(Collected data)
--- START ---

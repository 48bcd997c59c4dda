//! Event ingestion for the Zone Key agent.
//!
//! OS-level keyboard/mouse hooks live outside this crate. A listener is any
//! producer thread holding the control-queue sender; events arrive at the
//! control loop as queued messages, so the loop owns the buffers without
//! locking.

pub mod buffer;
pub mod types;

use serde::{Deserialize, Serialize};

pub use buffer::{KeyEventBuffer, PointerAccumulator, PointerDrain, DEFAULT_KEY_CAPACITY};
pub use types::{
    InputEvent, KeyEvent, KeyEventKind, PointerButton, PointerEvent, PointerEventKind,
};

/// Configuration for which input sources a listener should capture.
#[derive(Debug, Clone, Serialize, Deserialize)]
pub struct ListenerConfig {
    pub capture_keyboard: bool,
    pub capture_pointer: bool,
}

impl Default for ListenerConfig {
    fn default() -> Self {
        Self {
            capture_keyboard: true,
            capture_pointer: true,
        }
    }
}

--- END ---

Work request:
Go through the records above and copy every line holding the word "bool".

Task output:
    pub capture_keyboard: bool,
    pub capture_pointer: bool,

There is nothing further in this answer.